Em 2024, espera-se que entidades como o Programa das Nações Unidas para o Desenvolvimento explorem a integração de tecnologias de IA na infraestrutura pública digital. Iniciativas de definição de padrões, como o próximo Pacto Digital Global da ONU, podem servir como estruturas multipartites interessadas com o objetivo de projetar uma DPI inclusiva. Grupos da sociedade civil já estão aproveitando este momento e explorando o poder da IA para o bem. Por exemplo, a Population Services International, organização sem fins lucrativos, e a startup Babylon Health, com sede em Londres, estão lançando um verificador de sintomas e um localizador de provedores de saúde alimentados por IA, mostrando a capacidade da IA de ajudar os usuários a cuidar de sua saúde.
À medida que as organizações sem fins lucrativos passam da integração da inteligência artificial em seu trabalho para a criação de novos produtos de IA, nosso entendimento sobre liderança e representação em tecnologia também deve evoluir. Ao desafiarmos percepções datadas de atores-chave no ecossistema de IA atual, temos a oportunidade de celebrar a verdadeira e diversificada face da inovação e destacar pioneiros de uma variedade de gêneros, raças, culturas e geografias, ao mesmo tempo que reconhecemos a marginalização deliberada de vozes minoritárias no setor de IA. Organizações como o Hidden Genius Project, Indigenous in AI e Technovation já estão construindo o “quem é quem” do futuro, com foco especial em mulheres e pessoas negras.

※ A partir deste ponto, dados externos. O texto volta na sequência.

//! Typed resource identifiers and the path-segment validator.
//!
//! Numeric-keyed resources (articles, comments) are addressed by a positive
//! integer path segment. The segment is validated here, before any query is
//! issued: a malformed identifier is a 400 and must never turn into a 404 by
//! reaching the existence machinery. Username-keyed lookups skip this step —
//! any non-empty segment is syntactically valid.

use serde::Serialize;

use super::error::Error;

/// Parse a raw path segment into a positive integer key.
fn parse_segment(raw: &str) -> Result<i32, Error> {
    let value: i32 = raw.trim().parse().map_err(|_| Error::invalid_input())?;
    if value <= 0 {
        return Err(Error::invalid_input());
    }
    Ok(value)
}

macro_rules! numeric_id {
    ($(#[$doc:meta])* $name:ident) => {
        $(#[$doc])*
        #[derive(Debug, Clone, Copy, PartialEq, Eq, Hash, PartialOrd, Ord, Serialize)]
        #[serde(transparent)]
        pub struct $name(i32);

        impl $name {
            /// Wrap a known-good key, e.g. one read back from the store.
            pub const fn new(value: i32) -> Self {
                Self(value)
            }

            /// Validate a raw path segment.
            ///
            /// # Errors
            /// Returns the canonical 400 outcome when the segment is not a
            /// positive integer literal.
            pub fn parse(raw: &str) -> Result<Self, Error> {
                parse_segment(raw).map(Self)
            }

            /// The underlying integer key.
            pub const fn get(self) -> i32 {
                self.0
            }
        }

        impl std::fmt::Display for $name {
            fn fmt(&self, f: &mut std::fmt::Formatter<'_>) -> std::fmt::Result {
                write!(f, "{}", self.0)
            }
        }
    };
}

numeric_id! {
    /// Primary key of an article row.
    ArticleId
}

numeric_id! {
    /// Primary key of a comment row.
    CommentId
}

#[cfg(test)]
mod tests {
    use super::*;
    use crate::domain::ErrorCode;
    use rstest::rstest;

    #[rstest]
    #[case("1", 1)]
    #[case("42", 42)]
    #[case("007", 7)]
    fn accepts_positive_integer_literals(#[case] raw: &str, #[case] expected: i32) {
        let id = ArticleId::parse(raw).expect("valid id");
        assert_eq!(id.get(), expected);
    }

    #[rstest]
    #[case("gimme-an-article")]
    #[case("1.5")]
    #[case("-1")]
    #[case("0")]
    #[case("")]
    #[case("9999999999999999")]
    fn rejects_malformed_segments(#[case] raw: &str) {
        let err = CommentId::parse(raw).expect_err("malformed id rejected");
        assert_eq!(err.code(), ErrorCode::InvalidRequest);
    }

    #[rstest]
    fn serialises_as_bare_integer() {
        let json = serde_json::to_value(ArticleId::new(3)).expect("serialise");
        assert_eq!(json, serde_json::json!(3));
    }
}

Debates sobre o que significa ser “centrado no ser humano” e quais valores devem orientar nossas sociedades vão moldar nosso envolvimento com a IA. Estruturas com várias partes interessadas, como a Recomendação da Unesco sobre a Ética da IA, podem compartilhar orientações muito necessárias. Ao se concentrarem em valores comuns, como diversidade, inclusão e paz, os formuladores de políticas e tecnólogos podem delinear princípios para projetar, desenvolver e implantar ferramentas inclusivas de IA. Do mesmo modo, integrar esses valores em nossas estratégias requer engajamento com as comunidades e um compromisso firme com a Justiça e os direitos humanos. Dado que a IA está a caminho de se tornar tão onipresente quanto a internet, devemos aprender com os sucessos e fracassos da revolução digital. Permanecer em nosso caminho atual causa o risco de perpetuar — ou mesmo exacerbar — a lacuna de riqueza global e alienar ainda mais as comunidades vulneráveis do mundo todo. Mas, ao reafirmarmos nosso compromisso com a equidade, a Justiça e a dignidade, poderíamos estabelecer uma nova estrutura global que permitisse a cada indivíduo colher os frutos da inovação tecnológica. Devemos usar o próximo ano para cultivar parcerias com várias partes interessadas e promover um futuro em que a inteligência artificial gere prosperidade para todos.